マーガレット・ミッチェル原作によるベストセラーの映画化。
「この映画を観ることなしにハリウッドを語るなかれ」かつてそのように言われていた。これは現代でも十分通用するだろう(むしろ観ない方が“今の”ハリウッドを語る上で大切かも知れないけど)。それだけのパワーを持つ、「これぞハリウッド」と全身で言っているような作品である。アメリカ映画史に燦然と輝く傑作。

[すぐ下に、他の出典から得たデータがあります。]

//! Binary region masks
//!
//! This module provides:
//! - `BinaryMask`, the in-memory mask representation
//! - The base64/PNG transport codec for masks and images
//! - Geometry helpers (bounding box, point containment, union)
//! - Point-based selection over a scored candidate set

pub mod codec;
pub mod geometry;
pub mod selection;
mod types;

pub use selection::{ScoredMask, SelectionError, best_mask_at};
pub use types::{BinaryMask, BoundingBox, MaskError};
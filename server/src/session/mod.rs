//! Session-scoped image and mask storage
//!
//! A session owns one uploaded image and the table of masks computed for
//! it. The `SessionStore` keeps sessions in memory and evicts them after a
//! fixed TTL from a background reaper task.

pub mod state;
pub mod store;

pub use state::{NewSession, Session, SessionConfig, SessionId, StoredMask};
pub use store::{SessionError, SessionStore};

何しろその派手さ(有名な駅の炎上シーンはスタジオに残されていた『キング・コング』(1933)のセットを丸ごと焼き尽くしたという)、音楽、濃厚すぎる愛憎劇、男そのものを思わされるゲーブル、そして何よりヴィヴィアン=リー演ずるスカーレットの性格のきつさ。これらが見事に画面に収められている(何となく画面からはみ出しているかのようにも見えるが、そのことは置いておこう)。
でも、色々言われているが、この映画の一番の見所はスカーレットをリーがキチンと演じきることが出来た。と言う点にあるのではないか?彼女の周りだけ濃密な空気が澱み、長く一緒にいるだけで窒息しそうな気分になる。こんな性格を演じるのはもの凄いストレスだっただろうに。一方ゲーブルはそう言う女性を落とそうという意欲満々…猛獣遣いみたいだが、それが男の甲斐性ってやつなんだろうか。

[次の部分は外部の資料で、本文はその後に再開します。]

use crate::mask::codec::{MASK_THRESHOLD, decode_fitted};
use crate::mask::{BinaryMask, BoundingBox, MaskError, ScoredMask};
use chrono::{DateTime, Utc};
use image::RgbImage;
use std::path::Path;
use std::sync::Arc;
use std::time::{Duration, Instant};
use uuid::Uuid;

/// Session ID: hyphenated UUIDv4, never reused
pub type SessionId = String;

/// Generate a fresh session ID
pub fn generate_session_id() -> SessionId {
    Uuid::new_v4().to_string()
}

/// A mask held in a session's table
///
/// The mask is kept in its transport encoding and decoded on use, fitted to
/// the owning session's image dimensions.
#[derive(Debug, Clone)]
pub struct StoredMask {
    /// Position in the session's table, assigned by the store
    pub id: u32,
    /// Transport-encoded mask
    pub mask: Arc<str>,
    /// Oracle quality estimate
    pub score: Option<f32>,
    pub bbox: Option<BoundingBox>,
    /// Set-pixel count
    pub area: Option<u64>,
    pub stability_score: Option<f32>,
}

impl StoredMask {
    /// Build an unnumbered mask; the store assigns the id on insertion
    pub fn new(mask: impl Into<Arc<str>>) -> Self {
        Self {
            id: 0,
            mask: mask.into(),
            score: None,
            bbox: None,
            area: None,
            stability_score: None,
        }
    }

    /// Decode and fit to `width`x`height`
    pub fn decode(&self, width: u32, height: u32) -> Result<BinaryMask, MaskError> {
        decode_fitted(&self.mask, width, height, MASK_THRESHOLD)
    }
}

impl ScoredMask for StoredMask {
    fn encoded_mask(&self) -> &str {
        &self.mask
    }

    fn score(&self) -> Option<f32> {
        self.score
    }
}

/// Input for creating a session
pub struct NewSession {
    /// Original upload filename
    pub filename: String,
    /// Decoded image
    pub image: RgbImage,
    /// Transport encoding of `image`, sent to clients and the oracle
    pub encoded_image: String,
}

/// Session data
///
/// Sessions are immutable snapshots: replacing the mask table produces a
/// new `Session` sharing the same image.
#[derive(Debug, Clone)]
pub struct Session {
    pub id: SessionId,
    pub filename: String,
    pub width: u32,
    pub height: u32,
    pub image: Arc<RgbImage>,
    pub encoded_image: Arc<str>,
    /// Monotonic creation time; the TTL is measured from here
    pub created_at: Instant,
    /// Wall-clock creation time for display
    pub created_at_utc: DateTime<Utc>,
    masks: Arc<Vec<StoredMask>>,
}

impl Session {
    pub(crate) fn new(id: SessionId, new: NewSession) -> Self {
        Self {
            id,
            filename: new.filename,
            width: new.image.width(),
            height: new.image.height(),
            image: Arc::new(new.image),
            encoded_image: new.encoded_image.into(),
            created_at: Instant::now(),
            created_at_utc: Utc::now(),
            masks: Arc::new(Vec::new()),
        }
    }

    /// Copy of this session with a different mask table
    pub(crate) fn with_masks(&self, masks: Vec<StoredMask>) -> Self {
        Self {
            masks: Arc::new(masks),
            ..self.clone()
        }
    }

    /// Stored mask by id
    pub fn mask(&self, mask_id: u32) -> Option<&StoredMask> {
        self.masks.get(mask_id as usize)
    }

    /// The whole mask table, in generation order
    pub fn masks(&self) -> &[StoredMask] {
        &self.masks
    }

    pub fn age(&self) -> Duration {
        self.created_at.elapsed()
    }

    /// Filename without extension, for naming downloads
    pub fn file_stem(&self) -> String {
        Path::new(&self.filename)
            .file_stem()
            .and_then(|s| s.to_str())
            .map(|s| s.to_string())
            .unwrap_or_else(|| "image".to_string())
    }
}

/// Session configuration
#[derive(Debug, Clone)]
pub struct SessionConfig {
    /// Sessions older than this are reaped, regardless of activity
    pub ttl: Duration,
    /// How often the reaper scans the table
    pub reaper_interval: Duration,
}

impl Default for SessionConfig {
    fn default() -> Self {
        Self {
            ttl: Duration::from_secs(60 * 60),             // 1 hour
            reaper_interval: Duration::from_secs(60 * 60), // 1 hour
        }
    }
}

#[cfg(test)]
mod tests {
    use super::*;
    use crate::mask::codec::encode;

    fn new_session(filename: &str) -> Session {
        Session::new(
            generate_session_id(),
            NewSession {
                filename: filename.to_string(),
                image: RgbImage::new(8, 4),
                encoded_image: String::new(),
            },
        )
    }

    #[test]
    fn test_session_ids_are_unique() {
        let a = generate_session_id();
        let b = generate_session_id();
        assert_ne!(a, b);
        assert!(Uuid::parse_str(&a).is_ok());
    }

    #[test]
    fn test_file_stem() {
        assert_eq!(new_session("house.front.jpg").file_stem(), "house.front");
        assert_eq!(new_session("wall").file_stem(), "wall");
    }

    #[test]
    fn test_with_masks_shares_image() {
        let session = new_session("a.png");
        let updated = session.with_masks(vec![StoredMask::new("x")]);

        assert!(Arc::ptr_eq(&session.image, &updated.image));
        assert!(session.masks().is_empty());
        assert_eq!(updated.masks().len(), 1);
    }

    #[test]
    fn test_stored_mask_decodes_to_session_dimensions() {
        let small = BinaryMask::from_fn(4, 2, |x, _| x < 2);
        let stored = StoredMask::new(encode(&small).unwrap());

        let decoded = stored.decode(8, 4).unwrap();
        assert_eq!(decoded.dimensions(), (8, 4));
        assert_eq!(decoded.count_ones(), 16);
    }
}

この作品は監督および役者選びにえらく難航した(スカーレット役を決めるため、60人もの女優にスクリーン・テストを受けさせ、そこで使用したフィルムだけで映画が一本作れるほどだったという。その中にはヘプバーンやポーレット・ゴダードもいた)。結局はイギリス出身のリーに決定したが、そもそも彼女は『無敵艦隊』(1937)で競演したオリヴィエと恋仲となり(1940年に結婚)、オリヴィエを追いかけてハリウッドまで来て、そこでオハラ役に抜擢されたという逸話を持つ。

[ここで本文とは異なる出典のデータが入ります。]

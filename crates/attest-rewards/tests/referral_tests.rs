mod common;

use attest_storage::{LedgerUnit, RewardStorage, UnitInput};
use attest_types::{LinkReferralKind, NativeAmount, PaymentOutput, ProofType};
use common::{device, unit_id, user, Harness};

// ========== Ancestry ==========

#[tokio::test]
async fn test_latest_attested_ancestor_wins() {
    let harness = Harness::new().await;
    harness.attest("anna", &device("anna"), None).await;
    harness.attest("boris", &device("boris"), None).await;

    let anna_source = unit_id("anna-source");
    let boris_source = unit_id("boris-source");
    for (name, unit, mci) in [("anna", anna_source, 10), ("boris", boris_source, 25)] {
        harness
            .ledger
            .add_unit(LedgerUnit {
                unit,
                main_chain_index: mci,
                inputs: vec![],
                outputs: vec![PaymentOutput {
                    address: user(name),
                    amount: NativeAmount::from_units(1_000),
                }],
            })
            .await;
    }
    let payment = unit_id("newbie-payment");
    harness
        .ledger
        .add_unit(LedgerUnit {
            unit: payment,
            main_chain_index: 40,
            inputs: vec![
                UnitInput {
                    address: user("anna"),
                    src_unit: anna_source,
                    asset: None,
                },
                UnitInput {
                    address: user("boris"),
                    src_unit: boris_source,
                    asset: None,
                },
            ],
            outputs: vec![],
        })
        .await;

    let referrer = harness
        .engine
        .resolve_referrer(Some(payment), &user("newbie"), &device("newbie"))
        .await
        .unwrap()
        .unwrap();
    assert_eq!(referrer.user_address, user("boris"));
    assert_eq!(referrer.device_address, device("boris"));
}

#[tokio::test]
async fn test_ancestry_beats_link_hint() {
    let harness = Harness::new().await;
    harness.attest("carl", &device("carl"), None).await;
    harness.attest("dora", &device("dora"), None).await;

    let stored = harness
        .engine
        .record_link_referral(user("dora").as_str(), &device("emil"), LinkReferralKind::Pairing)
        .await
        .unwrap();
    assert!(stored);

    let payment = harness.funded_payment("carl", "emil", 10, "emil-payment").await;
    let referrer = harness
        .engine
        .resolve_referrer(Some(payment), &user("emil"), &device("emil"))
        .await
        .unwrap()
        .unwrap();
    assert_eq!(referrer.user_address, user("carl"));
}

#[tokio::test]
async fn test_unattested_ancestry_falls_back_to_link_hint() {
    let harness = Harness::new().await;
    harness.attest("dora", &device("dora"), None).await;
    harness
        .engine
        .record_link_referral(user("dora").as_str(), &device("emil"), LinkReferralKind::Cookie)
        .await
        .unwrap();

    let payment = harness.funded_payment("stranger", "emil", 10, "emil-payment").await;
    let referrer = harness
        .engine
        .resolve_referrer(Some(payment), &user("emil"), &device("emil"))
        .await
        .unwrap()
        .unwrap();
    assert_eq!(referrer.user_address, user("dora"));
}

#[tokio::test]
async fn test_ancestor_on_same_device_is_not_a_referrer() {
    let harness = Harness::new().await;
    // A second wallet of the same person, attested from the same phone
    harness.attest("felix-old", &device("felix"), None).await;

    let payment = harness.funded_payment("felix-old", "felix", 10, "felix-payment").await;
    let referrer = harness
        .engine
        .resolve_referrer(Some(payment), &user("felix"), &device("felix"))
        .await
        .unwrap();
    assert!(referrer.is_none());
}

#[tokio::test]
async fn test_attestation_paid_by_this_payment_is_ignored() {
    let harness = Harness::new().await;
    let payment = harness.funded_payment("gina", "hugo", 10, "hugo-payment").await;
    // gina's only attestation was paid for by the very unit under inspection
    harness.attest("gina", &device("gina"), Some(payment)).await;

    let referrer = harness
        .engine
        .resolve_referrer(Some(payment), &user("hugo"), &device("hugo"))
        .await
        .unwrap();
    assert!(referrer.is_none());
}

#[tokio::test]
async fn test_walk_stops_at_max_depth() {
    let mut config = common::test_config();
    config.max_referral_depth = 1;
    let harness = Harness::with_config(config).await;
    harness.attest("ines", &device("ines"), None).await;

    // ines is two levels behind the payment
    let payment = harness.funded_payment("ines", "jon", 10, "jon-payment").await;
    let referrer = harness
        .engine
        .resolve_referrer(Some(payment), &user("jon"), &device("jon"))
        .await
        .unwrap();
    assert!(referrer.is_none());
}

// ========== Link hints ==========

#[tokio::test]
async fn test_link_fallback_without_payment() {
    let harness = Harness::new().await;
    harness.attest("kate", &device("kate"), None).await;
    harness
        .engine
        .record_link_referral(user("kate").as_str(), &device("leo"), LinkReferralKind::Pairing)
        .await
        .unwrap();

    let referrer = harness
        .engine
        .resolve_referrer(None, &user("leo"), &device("leo"))
        .await
        .unwrap()
        .unwrap();
    assert_eq!(referrer.user_address, user("kate"));
    assert_eq!(referrer.device_address, device("kate"));
}

#[tokio::test]
async fn test_newest_link_hint_wins() {
    let harness = Harness::new().await;
    harness.attest("kate", &device("kate"), None).await;
    harness.attest("mia", &device("mia"), None).await;
    for referrer in ["kate", "mia"] {
        harness
            .engine
            .record_link_referral(user(referrer).as_str(), &device("leo"), LinkReferralKind::Cookie)
            .await
            .unwrap();
    }

    let referrer = harness
        .engine
        .resolve_referrer(None, &user("leo"), &device("leo"))
        .await
        .unwrap()
        .unwrap();
    assert_eq!(referrer.user_address, user("mia"));
}

#[tokio::test]
async fn test_self_referral_hint_is_ignored() {
    let harness = Harness::new().await;
    // nora attested earlier from a laptop, now attests again from a phone
    harness.attest("nora", &device("nora-laptop"), None).await;
    harness
        .engine
        .record_link_referral(user("nora").as_str(), &device("nora"), LinkReferralKind::Pairing)
        .await
        .unwrap();

    let referrer = harness
        .engine
        .resolve_referrer(None, &user("nora"), &device("nora"))
        .await
        .unwrap();
    assert!(referrer.is_none());
}

#[tokio::test]
async fn test_hint_attested_from_same_device_is_ignored() {
    let harness = Harness::new().await;
    harness.attest("otto", &device("shared"), None).await;
    harness
        .engine
        .record_link_referral(user("otto").as_str(), &device("shared"), LinkReferralKind::Cookie)
        .await
        .unwrap();

    let referrer = harness
        .engine
        .resolve_referrer(None, &user("pia"), &device("shared"))
        .await
        .unwrap();
    assert!(referrer.is_none());
}

#[tokio::test]
async fn test_record_link_referral_filters_hints() {
    let harness = Harness::new().await;
    harness.attest("quinn", &device("quinn"), None).await;
    let target = device("rosa");

    let not_an_address = harness
        .engine
        .record_link_referral("hello there", &target, LinkReferralKind::Pairing)
        .await
        .unwrap();
    assert!(!not_an_address);

    let unattested = harness
        .engine
        .record_link_referral(user("nobody").as_str(), &target, LinkReferralKind::Pairing)
        .await
        .unwrap();
    assert!(!unattested);

    let stored = harness
        .engine
        .record_link_referral(user("quinn").as_str(), &target, LinkReferralKind::Pairing)
        .await
        .unwrap();
    assert!(stored);

    let repeated = harness
        .engine
        .record_link_referral(user("quinn").as_str(), &target, LinkReferralKind::Pairing)
        .await
        .unwrap();
    assert!(!repeated);

    let hints = harness.storage.link_referrals_for_device(&target).await.unwrap();
    assert_eq!(hints.len(), 1);
    assert_eq!(hints[0].referring_user_address, user("quinn"));
}

// ========== End to end ==========

#[tokio::test]
async fn test_link_referrer_is_paid() {
    let harness = Harness::new().await;
    harness.attest("sven", &device("sven"), None).await;
    harness.attested_session("sven", "Member", ProofType::Payment, None).await;
    harness
        .engine
        .record_link_referral(user("sven").as_str(), &device("tina"), LinkReferralKind::Pairing)
        .await
        .unwrap();

    let tx = harness
        .attested_session("tina", "Jr. Member", ProofType::Signature, None)
        .await;
    let report = harness.engine.issue_rewards(tx).await.unwrap();

    assert_eq!(report.referrer.map(|r| r.user_address), Some(user("sven")));
    let referral = harness.storage.get_referral_reward_unit(tx).await.unwrap().unwrap();
    assert!(referral.is_sent());
    assert!(harness.storage.get_contract(&user("sven")).await.unwrap().is_some());
}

脚本は撮影終了まで何度と無く直され、しかも監督まで幾度と無く替わった(ジョージ・キューカーもいる)。撮影監督も複数存在し、特にアトランタの炎上はセルズニックの信用厚いウィリアム・キャメロン・メンジースが務めている。それを切り貼りしてでも作り上げた製作者であるデヴィッド・O・セルズニックの並々ならぬ苦心の作である(MGMの創立者メイヤーの娘婿だったセルズニックは義父と大げんかをやらかし、MGMから独立。セルズニック・プロを設立する。その第一作作品が本作。ゲーブルをMGMから借りるため、配給はMGMとなった)。この出来を観ると何となく納得してしまうけど。製作には絶対に無茶苦茶忍耐が必要な作品だ。その甲斐あり、この年のアカデミーは総ナメの快挙となる。助演女優賞では初の黒人受賞者マクダニエルを輩出した。それと、マクダニエルと同時にノミネートされたデ・ハヴィラントはジョーン=フォンティンの実姉。その年の興業収益トップと作品賞でのオスカーを両方共に受け取った初めての例となる。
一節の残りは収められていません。